Additionally, you can pass --schedule-start and --schedule-end dates for reports in the past. 2 weeks and 4 weeks free calculate starting days from the first Sunday following when the command was run, or return current day at 22:01 if run on Sunday.

Assignment Scheduling Statistics

Generate a report detailing systems and scheduling utilization over the course of months or years.

quads --report-scheduled --months 6

Example Output

Month   | Scheduled|  Systems|  % Utilized|
2022-02 |         1|     1268|         42%|
2022-01 |         9|     1268|         66%|
2022-02 |         1|     1268|         42%|
2021-09 |        10|     1226|         83%|
2021-08 |        14|     1215|         77%|
2021-07 |         3|     1215|         87%|

Upcoming Scheduled Assignments Report

Generate statistics on the number of assigned clouds in quads over a period of months in the past starting today or on a specific year.

quads --report-scheduled --months 6

Example output

Month   | Scheduled|  Systems|  % Utilized|
2019-12 |         0|        8|         58%|
2019-11 |         2|        8|         62%|
2019-10 |        15|        8|         20%|
2019-09 |         0|        0|          0%|
2019-08 |         0|        0|          0%|

Additionally, you can pass --year instead for a report for every month in that year.

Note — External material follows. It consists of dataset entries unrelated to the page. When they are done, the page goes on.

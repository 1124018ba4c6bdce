//! Request ID interceptor.
//!
//! Reads the request ID header and falls back to a freshly generated ID when
//! the header is missing, empty or not valid text. The ID is stored on the
//! context and its logger, and always written back on the response under the
//! same header name, including responses produced by inner stages that
//! short-circuit.

use crate::error::{parse_header_name, MiddlewareError};
use crate::middleware::{BoxFuture, Interceptor, Next};
use crate::types::{Request, Response};
use hermes_core::{RequestContext, RequestId};
use http::{HeaderName, HeaderValue};

pub use hermes_core::REQUEST_ID_HEADER;

/// Interceptor that extracts or generates request IDs.
#[derive(Debug, Clone)]
pub struct RequestIdInterceptor {
    header: HeaderName,
}

impl Default for RequestIdInterceptor {
    fn default() -> Self {
        Self::new()
    }
}

impl RequestIdInterceptor {
    /// Creates an interceptor using the `x-request-id` header.
    #[must_use]
    pub fn new() -> Self {
        Self {
            header: HeaderName::from_static(REQUEST_ID_HEADER),
        }
    }

    /// Creates an interceptor using a custom header name.
    pub fn with_header(name: &str) -> Result<Self, MiddlewareError> {
        Ok(Self {
            header: parse_header_name(name)?,
        })
    }

    /// Returns the header name.
    pub fn header(&self) -> &HeaderName {
        &self.header
    }

    fn inbound_id(&self, request: &Request) -> Option<RequestId> {
        request
            .headers()
            .get(&self.header)
            .and_then(|value| value.to_str().ok())
            .map(str::trim)
            .filter(|id| !id.is_empty())
            .map(RequestId::from)
    }
}

impl Interceptor for RequestIdInterceptor {
    fn name(&self) -> &'static str {
        "request_id"
    }

    fn intercept<'a>(
        &'a self,
        ctx: RequestContext,
        request: Request,
        next: Next<'a>,
    ) -> BoxFuture<'a, Response> {
        Box::pin(async move {
            let request_id = self
                .inbound_id(&request)
                .unwrap_or_else(RequestId::generate);

            let ctx = ctx.with_request_id(request_id);
            let request_id = ctx.request_id().to_string();
            let logger = ctx.logger().with_request_id(request_id.as_str());
            let ctx = ctx.with_logger(logger);

            let mut response = next.run(ctx, request).await;

            if let Ok(value) = HeaderValue::from_str(&request_id) {
                response.headers_mut().insert(self.header.clone(), value);
            }
            response
        })
    }
}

Common Administration Tasks

Creating a New Cloud Assignment and Schedule

Creating a new schedule and assigning machines is currently done through the QUADS CLI. There are a few options you'll want to utilize. Mandatory options are in bold and optional are in italics.

QUADS VLAN Options

This pertains to the internal interfaces that QUADS will manage for you to move sets of hosts between environments based on a schedule. For setting up optional publicly routable VLANS please see the QUADS public vlan setup steps

quads --ls-qinq
cloud01: 0 (Isolated)
cloud02: 1 (Combined)
cloud03: 0 (Isolated)
cloud04: 1 (Combined)

Optional QUADS Public VLAN

If you need to associate a public vlan (routable) with your cloud, quads currently supports associating your last NIC per host with one of your defined public VLANs (see the QUADS public vlan setup steps).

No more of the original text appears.